**WHAT TO DO**:
Copy out every line in the entries below that includes "Recomputer".

BEGIN

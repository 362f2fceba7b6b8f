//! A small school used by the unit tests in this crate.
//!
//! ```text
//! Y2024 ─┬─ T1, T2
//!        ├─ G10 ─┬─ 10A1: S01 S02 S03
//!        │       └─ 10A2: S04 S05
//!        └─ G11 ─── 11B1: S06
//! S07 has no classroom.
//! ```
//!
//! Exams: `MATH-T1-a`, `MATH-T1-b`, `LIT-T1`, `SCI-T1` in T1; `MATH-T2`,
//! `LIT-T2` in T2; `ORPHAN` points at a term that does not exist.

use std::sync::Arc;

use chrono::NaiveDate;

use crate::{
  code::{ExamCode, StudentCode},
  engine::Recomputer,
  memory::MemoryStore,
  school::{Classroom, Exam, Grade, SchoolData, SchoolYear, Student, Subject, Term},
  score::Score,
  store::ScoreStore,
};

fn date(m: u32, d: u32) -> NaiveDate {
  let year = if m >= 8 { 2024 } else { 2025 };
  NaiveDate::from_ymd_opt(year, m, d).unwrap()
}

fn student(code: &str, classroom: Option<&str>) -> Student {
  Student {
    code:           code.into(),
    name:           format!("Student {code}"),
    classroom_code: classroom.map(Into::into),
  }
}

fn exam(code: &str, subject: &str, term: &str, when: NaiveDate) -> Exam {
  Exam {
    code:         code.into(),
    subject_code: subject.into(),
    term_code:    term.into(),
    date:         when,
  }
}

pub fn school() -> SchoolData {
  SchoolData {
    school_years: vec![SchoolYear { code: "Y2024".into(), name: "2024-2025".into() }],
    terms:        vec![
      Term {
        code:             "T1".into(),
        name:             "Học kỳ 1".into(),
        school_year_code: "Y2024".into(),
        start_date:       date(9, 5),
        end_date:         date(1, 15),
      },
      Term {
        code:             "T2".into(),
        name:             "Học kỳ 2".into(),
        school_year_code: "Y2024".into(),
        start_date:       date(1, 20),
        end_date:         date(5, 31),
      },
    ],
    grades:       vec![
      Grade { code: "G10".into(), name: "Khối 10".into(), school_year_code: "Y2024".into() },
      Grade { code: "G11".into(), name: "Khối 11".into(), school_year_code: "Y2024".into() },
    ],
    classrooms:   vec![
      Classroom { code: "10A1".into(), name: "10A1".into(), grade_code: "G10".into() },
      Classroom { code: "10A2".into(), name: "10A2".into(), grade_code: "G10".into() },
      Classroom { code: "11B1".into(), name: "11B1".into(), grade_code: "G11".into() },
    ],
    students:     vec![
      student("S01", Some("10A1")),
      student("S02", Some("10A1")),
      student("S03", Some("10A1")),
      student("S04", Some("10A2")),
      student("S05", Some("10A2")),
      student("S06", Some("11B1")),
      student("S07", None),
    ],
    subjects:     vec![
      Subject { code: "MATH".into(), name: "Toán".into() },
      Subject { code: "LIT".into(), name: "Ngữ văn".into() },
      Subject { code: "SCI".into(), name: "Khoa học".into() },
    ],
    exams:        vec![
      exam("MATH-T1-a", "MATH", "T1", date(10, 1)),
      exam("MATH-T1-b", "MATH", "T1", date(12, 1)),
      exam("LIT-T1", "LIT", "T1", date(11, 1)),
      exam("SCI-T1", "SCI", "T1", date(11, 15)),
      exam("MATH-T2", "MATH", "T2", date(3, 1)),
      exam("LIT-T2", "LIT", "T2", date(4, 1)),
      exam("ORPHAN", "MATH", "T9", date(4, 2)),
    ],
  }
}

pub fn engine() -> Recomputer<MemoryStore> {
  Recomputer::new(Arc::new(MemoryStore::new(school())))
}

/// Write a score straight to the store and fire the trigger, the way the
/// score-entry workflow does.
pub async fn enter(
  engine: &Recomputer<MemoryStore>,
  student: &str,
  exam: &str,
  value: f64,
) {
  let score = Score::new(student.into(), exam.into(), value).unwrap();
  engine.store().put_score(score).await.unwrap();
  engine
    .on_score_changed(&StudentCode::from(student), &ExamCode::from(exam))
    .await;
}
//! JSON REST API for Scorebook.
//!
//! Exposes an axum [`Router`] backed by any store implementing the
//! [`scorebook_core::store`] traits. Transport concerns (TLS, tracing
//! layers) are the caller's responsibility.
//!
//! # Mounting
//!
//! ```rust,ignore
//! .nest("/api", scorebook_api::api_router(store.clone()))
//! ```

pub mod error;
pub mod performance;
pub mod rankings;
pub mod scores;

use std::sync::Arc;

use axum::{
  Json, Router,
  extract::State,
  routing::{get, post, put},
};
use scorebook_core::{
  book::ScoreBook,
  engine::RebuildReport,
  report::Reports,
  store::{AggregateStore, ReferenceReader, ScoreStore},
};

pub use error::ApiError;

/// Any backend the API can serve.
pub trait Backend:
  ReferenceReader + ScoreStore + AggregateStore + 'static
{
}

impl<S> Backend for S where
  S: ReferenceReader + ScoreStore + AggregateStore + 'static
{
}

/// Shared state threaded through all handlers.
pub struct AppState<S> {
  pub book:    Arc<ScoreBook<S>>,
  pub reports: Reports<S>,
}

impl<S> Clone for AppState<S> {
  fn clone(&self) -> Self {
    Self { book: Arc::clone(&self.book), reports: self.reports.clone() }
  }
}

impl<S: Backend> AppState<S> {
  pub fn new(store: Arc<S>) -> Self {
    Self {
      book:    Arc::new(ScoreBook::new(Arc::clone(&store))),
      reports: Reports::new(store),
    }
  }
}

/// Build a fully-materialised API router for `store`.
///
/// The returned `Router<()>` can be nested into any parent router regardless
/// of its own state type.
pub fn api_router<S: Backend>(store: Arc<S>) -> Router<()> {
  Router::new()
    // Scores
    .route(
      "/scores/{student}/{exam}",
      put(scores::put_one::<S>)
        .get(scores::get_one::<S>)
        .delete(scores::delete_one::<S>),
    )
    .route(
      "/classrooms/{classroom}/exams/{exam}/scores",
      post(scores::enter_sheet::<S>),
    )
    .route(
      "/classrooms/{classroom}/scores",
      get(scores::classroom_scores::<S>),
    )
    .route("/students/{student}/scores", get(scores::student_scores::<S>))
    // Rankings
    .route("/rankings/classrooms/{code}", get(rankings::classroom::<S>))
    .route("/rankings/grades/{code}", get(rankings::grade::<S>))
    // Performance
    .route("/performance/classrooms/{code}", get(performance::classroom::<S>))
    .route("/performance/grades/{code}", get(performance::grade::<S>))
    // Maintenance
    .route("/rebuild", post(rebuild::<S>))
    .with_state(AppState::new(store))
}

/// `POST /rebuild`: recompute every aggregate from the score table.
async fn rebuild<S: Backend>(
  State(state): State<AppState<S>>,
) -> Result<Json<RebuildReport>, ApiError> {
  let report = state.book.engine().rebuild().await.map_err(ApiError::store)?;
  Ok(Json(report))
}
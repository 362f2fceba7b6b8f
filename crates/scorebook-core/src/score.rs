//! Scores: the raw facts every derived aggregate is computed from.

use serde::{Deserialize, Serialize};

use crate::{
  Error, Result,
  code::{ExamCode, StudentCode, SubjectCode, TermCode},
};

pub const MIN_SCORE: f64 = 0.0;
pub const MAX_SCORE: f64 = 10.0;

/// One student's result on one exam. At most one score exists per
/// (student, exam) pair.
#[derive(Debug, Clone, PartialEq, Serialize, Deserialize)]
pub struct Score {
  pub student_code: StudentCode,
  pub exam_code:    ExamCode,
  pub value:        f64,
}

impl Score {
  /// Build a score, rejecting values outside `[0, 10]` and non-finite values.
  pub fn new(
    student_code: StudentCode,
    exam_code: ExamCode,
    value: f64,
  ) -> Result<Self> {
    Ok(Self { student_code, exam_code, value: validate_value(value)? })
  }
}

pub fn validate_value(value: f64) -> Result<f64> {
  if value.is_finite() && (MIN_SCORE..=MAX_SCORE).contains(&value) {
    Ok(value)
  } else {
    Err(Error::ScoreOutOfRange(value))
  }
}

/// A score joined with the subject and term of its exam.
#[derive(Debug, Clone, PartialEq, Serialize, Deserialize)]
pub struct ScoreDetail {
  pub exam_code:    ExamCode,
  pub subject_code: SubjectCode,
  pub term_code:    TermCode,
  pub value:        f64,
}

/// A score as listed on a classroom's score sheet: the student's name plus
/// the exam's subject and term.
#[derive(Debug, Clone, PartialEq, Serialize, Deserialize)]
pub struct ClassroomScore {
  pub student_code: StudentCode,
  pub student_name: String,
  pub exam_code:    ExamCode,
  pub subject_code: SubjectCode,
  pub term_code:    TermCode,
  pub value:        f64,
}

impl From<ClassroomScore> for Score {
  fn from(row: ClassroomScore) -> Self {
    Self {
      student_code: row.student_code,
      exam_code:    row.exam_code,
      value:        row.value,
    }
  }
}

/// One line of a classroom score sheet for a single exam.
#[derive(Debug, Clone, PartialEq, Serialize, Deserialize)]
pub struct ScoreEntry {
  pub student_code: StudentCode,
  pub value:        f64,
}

END

**OUTPUT FOR THIS EXERCISE**:
  engine::Recomputer,
pub fn engine() -> Recomputer<MemoryStore> {
  Recomputer::new(Arc::new(MemoryStore::new(school())))
  engine: &Recomputer<MemoryStore>,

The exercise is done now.